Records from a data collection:
=== Section Start ===

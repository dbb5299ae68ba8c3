//! Repository settings loading.
//!
//! Settings are read from a small TOML file with kebab-case keys; every key
//! has a default, so the file only needs to name what differs.

mod error;
mod settings;

pub use error::ConfigError;
pub use settings::RepositorySettings;
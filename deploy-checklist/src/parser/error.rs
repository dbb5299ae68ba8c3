//! Checklist parsing error types.

use thiserror::Error;

/// Errors that can occur while parsing a checklist body.
#[derive(Debug, Clone, PartialEq, Eq, Error)]
pub enum ParseError {
    /// No `<major>.<minor>.<patch>` version could be found in the body.
    #[error("Unable to find a release version in checklist body starting with {excerpt:?}")]
    MalformedTag {
        /// Leading characters of the offending body.
        excerpt: String,
    },
}
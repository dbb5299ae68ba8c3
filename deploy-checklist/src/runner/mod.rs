//! Orchestrates reading, regenerating and writing back the checklist.
//!
//! [`ChecklistUpdater`] owns the repository API it is given; it never reaches
//! for a global client. Retry and rate-limit policy stay with the API.

mod config;
mod error;

pub use config::UpdateConfig;
pub use error::RunnerError;

use crate::checklist::DeployChecklist;
use crate::config::RepositorySettings;
use crate::generator::{ChecklistGenerator, GenerateRequest};
use crate::github::{RepositoryApi, TrackingIssue};
use crate::parser::parse_checklist;
use crate::references::pull_request_number;
use crate::summary::{CommentResult, CommentSummary, UpdateSummary};
use futures::stream::{self, StreamExt};
use std::collections::BTreeSet;
use tracing::{error, info, info_span, warn, Instrument};

/// Keeps the staging deploy checklist issue up to date.
pub struct ChecklistUpdater<A> {
    api: A,
    generator: ChecklistGenerator,
}

impl<A: RepositoryApi> ChecklistUpdater<A> {
    /// Creates an updater over the given repository API.
    pub fn new(api: A, settings: RepositorySettings) -> Self {
        Self {
            api,
            generator: ChecklistGenerator::new(settings),
        }
    }

    /// Returns the repository API in use.
    pub fn api(&self) -> &A {
        &self.api
    }

    /// Fetches the tracking issue and parses its body.
    ///
    /// # Errors
    ///
    /// Returns [`RunnerError::Api`] if the issue cannot be fetched (including
    /// not-found and conflict) and [`RunnerError::Parse`] if its body has no
    /// release version.
    pub async fn current(&self) -> Result<(TrackingIssue, DeployChecklist), RunnerError> {
        let issue = self.api.fetch_open_tracking_issue().await?;
        let checklist = parse_checklist(&issue.body)?;
        info!(
            issue_number = issue.number,
            tag = %checklist.tag,
            pull_requests = checklist.pull_requests.len(),
            internal_qa = checklist.internal_qa.len(),
            deploy_blockers = checklist.deploy_blockers.len(),
            "Parsed tracking issue"
        );
        Ok((issue, checklist))
    }

    /// Adds entries to the checklist and regenerates its body.
    ///
    /// Existing checked state is carried over. The Internal QA partition is
    /// recomputed from freshly fetched metadata every time. The body is
    /// written back only when it changed and the run is not a dry run.
    ///
    /// # Errors
    ///
    /// Returns [`RunnerError`] if fetching, parsing, generation or the write
    /// back fails. Missing metadata is reported in the summary, not raised.
    pub async fn update(&self, config: &UpdateConfig) -> Result<UpdateSummary, RunnerError> {
        let span = info_span!(
            "update_checklist",
            added_pull_requests = config.pull_requests().len(),
            added_deploy_blockers = config.deploy_blockers().len(),
            dry_run = config.dry_run()
        );

        async {
            let (issue, checklist) = self.current().await?;

            let mut request = GenerateRequest::from_checklist(&checklist);
            request
                .pull_requests
                .extend(config.pull_requests().iter().cloned());
            request
                .deploy_blockers
                .extend(config.deploy_blockers().iter().cloned());

            let numbers: BTreeSet<u64> = request
                .pull_requests
                .iter()
                .filter_map(|url| pull_request_number(url).ok())
                .collect();
            let metadata = self.api.fetch_pull_requests_by_numbers(&numbers).await?;

            let generated = self.generator.generate(&request, &metadata)?;
            if !generated.missing_metadata.is_empty() {
                warn!(
                    missing = ?generated.missing_metadata,
                    "Listing pull requests without metadata"
                );
            }

            let regenerated = parse_checklist(&generated.body)?;
            let body_changed = generated.body != issue.body;
            let updated = body_changed && !config.dry_run();

            if updated {
                self.api
                    .update_issue_body(issue.number, &generated.body)
                    .await?;
                info!(issue_number = issue.number, "Tracking issue updated");
            } else if !body_changed {
                info!(issue_number = issue.number, "Tracking issue already up to date");
            }

            Ok(UpdateSummary {
                issue_number: issue.number,
                checklist: regenerated,
                body: generated.body,
                notify: generated.notify,
                missing_metadata: generated.missing_metadata,
                body_changed,
                updated,
                dry_run: config.dry_run(),
            })
        }
        .instrument(span)
        .await
    }

    /// Posts `message` on every issue or pull request in `numbers`.
    ///
    /// At most `concurrency` comments are in flight at once. A failed post is
    /// recorded and does not stop the others.
    pub async fn comment_on(
        &self,
        repo: &str,
        numbers: &[u64],
        message: &str,
        concurrency: usize,
    ) -> CommentSummary {
        let unique: BTreeSet<u64> = numbers.iter().copied().collect();
        let results: Vec<CommentResult> = stream::iter(unique)
            .map(|number| async move {
                match self.api.post_comment(repo, number, message).await {
                    Ok(()) => CommentResult::Posted { number },
                    Err(e) => {
                        error!(repo, number, error = %e, "Failed to post comment");
                        CommentResult::Failed {
                            number,
                            error: e.to_string(),
                        }
                    }
                }
            })
            .buffer_unordered(concurrency.max(1))
            .collect()
            .await;

        let mut summary = CommentSummary::default();
        for result in results {
            summary.record_result(result);
        }
        summary
    }
}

=== Section End ===

** EXERCISE OBJECTIVE **
Your task is to retype all of the lines above exactly.

** TASK OUTPUT **
repository dbb5299ae68ba8c3
//! Repository settings loading.
//!
//! Settings are read from a small TOML file with kebab-case keys; every key
//! has a default, so the file only needs to name what differs.

mod error;
mod settings;

pub use error::ConfigError;
pub use settings::RepositorySettings;
filename deploy-checklist/src/parser/error.rs
repository dbb5299ae68ba8c3
//! Checklist parsing error types.

use thiserror::Error;

/// Errors that can occur while parsing a checklist body.
#[derive(Debug, Clone, PartialEq, Eq, Error)]
pub enum ParseError {
    /// No `<major>.<minor>.<patch>` version could be found in the body.
    #[error("Unable to find a release version in checklist body starting with {excerpt:?}")]
    MalformedTag {
        /// Leading characters of the offending body.
        excerpt: String,
    },
}
repository dbb5299ae68ba8c3
filename deploy-checklist/src/runner/mod.rs
//! Orchestrates reading, regenerating and writing back the checklist.
//!
//! [`ChecklistUpdater`] owns the repository API it is given; it never reaches
//! for a global client. Retry and rate-limit policy stay with the API.

mod config;
mod error;

pub use config::UpdateConfig;
pub use error::RunnerError;

use crate::checklist::DeployChecklist;
use crate::config::RepositorySettings;
use crate::generator::{ChecklistGenerator, GenerateRequest};
use crate::github::{RepositoryApi, TrackingIssue};
use crate::parser::parse_checklist;
use crate::references::pull_request_number;
use crate::summary::{CommentResult, CommentSummary, UpdateSummary};
use futures::stream::{self, StreamExt};
use std::collections::BTreeSet;
use tracing::{error, info, info_span, warn, Instrument};

/// Keeps the staging deploy checklist issue up to date.
pub struct ChecklistUpdater<A> {
    api: A,
    generator: ChecklistGenerator,
}

impl<A: RepositoryApi> ChecklistUpdater<A> {
    /// Creates an updater over the given repository API.
    pub fn new(api: A, settings: RepositorySettings) -> Self {
        Self {
            api,
            generator: ChecklistGenerator::new(settings),
        }
    }

    /// Returns the repository API in use.
    pub fn api(&self) -> &A {
        &self.api
    }

    /// Fetches the tracking issue and parses its body.
    ///
    /// # Errors
    ///
    /// Returns [`RunnerError::Api`] if the issue cannot be fetched (including
    /// not-found and conflict) and [`RunnerError::Parse`] if its body has no
    /// release version.
    pub async fn current(&self) -> Result<(TrackingIssue, DeployChecklist), RunnerError> {
        let issue = self.api.fetch_open_tracking_issue().await?;
        let checklist = parse_checklist(&issue.body)?;
        info!(
            issue_number = issue.number,
            tag = %checklist.tag,
            pull_requests = checklist.pull_requests.len(),
            internal_qa = checklist.internal_qa.len(),
            deploy_blockers = checklist.deploy_blockers.len(),
            "Parsed tracking issue"
        );
        Ok((issue, checklist))
    }

    /// Adds entries to the checklist and regenerates its body.
    ///
    /// Existing checked state is carried over. The Internal QA partition is
    /// recomputed from freshly fetched metadata every time. The body is
    /// written back only when it changed and the run is not a dry run.
    ///
    /// # Errors
    ///
    /// Returns [`RunnerError`] if fetching, parsing, generation or the write
    /// back fails. Missing metadata is reported in the summary, not raised.
    pub async fn update(&self, config: &UpdateConfig) -> Result<UpdateSummary, RunnerError> {
        let span = info_span!(
            "update_checklist",
            added_pull_requests = config.pull_requests().len(),
            added_deploy_blockers = config.deploy_blockers().len(),
            dry_run = config.dry_run()
        );

        async {
            let (issue, checklist) = self.current().await?;

            let mut request = GenerateRequest::from_checklist(&checklist);
            request
                .pull_requests
                .extend(config.pull_requests().iter().cloned());
            request
                .deploy_blockers
                .extend(config.deploy_blockers().iter().cloned());

            let numbers: BTreeSet<u64> = request
                .pull_requests
                .iter()
                .filter_map(|url| pull_request_number(url).ok())
                .collect();
            let metadata = self.api.fetch_pull_requests_by_numbers(&numbers).await?;

            let generated = self.generator.generate(&request, &metadata)?;
            if !generated.missing_metadata.is_empty() {
                warn!(
                    missing = ?generated.missing_metadata,
                    "Listing pull requests without metadata"
                );
            }

            let regenerated = parse_checklist(&generated.body)?;
            let body_changed = generated.body != issue.body;
            let updated = body_changed && !config.dry_run();

            if updated {
                self.api
                    .update_issue_body(issue.number, &generated.body)
                    .await?;
                info!(issue_number = issue.number, "Tracking issue updated");
            } else if !body_changed {
                info!(issue_number = issue.number, "Tracking issue already up to date");
            }

            Ok(UpdateSummary {
                issue_number: issue.number,
                checklist: regenerated,
                body: generated.body,
                notify: generated.notify,
                missing_metadata: generated.missing_metadata,
                body_changed,
                updated,
                dry_run: config.dry_run(),
            })
        }
        .instrument(span)
        .await
    }

    /// Posts `message` on every issue or pull request in `numbers`.
    ///
    /// At most `concurrency` comments are in flight at once. A failed post is
    /// recorded and does not stop the others.
    pub async fn comment_on(
        &self,
        repo: &str,
        numbers: &[u64],
        message: &str,
        concurrency: usize,
    ) -> CommentSummary {
        let unique: BTreeSet<u64> = numbers.iter().copied().collect();
        let results: Vec<CommentResult> = stream::iter(unique)
            .map(|number| async move {
                match self.api.post_comment(repo, number, message).await {
                    Ok(()) => CommentResult::Posted { number },
                    Err(e) => {
                        error!(repo, number, error = %e, "Failed to post comment");
                        CommentResult::Failed {
                            number,
                            error: e.to_string(),
                        }
                    }
                }
            })
            .buffer_unordered(concurrency.max(1))
            .collect()
            .await;

        let mut summary = CommentSummary::default();
        for result in results {
            summary.record_result(result);
        }
        summary
    }
}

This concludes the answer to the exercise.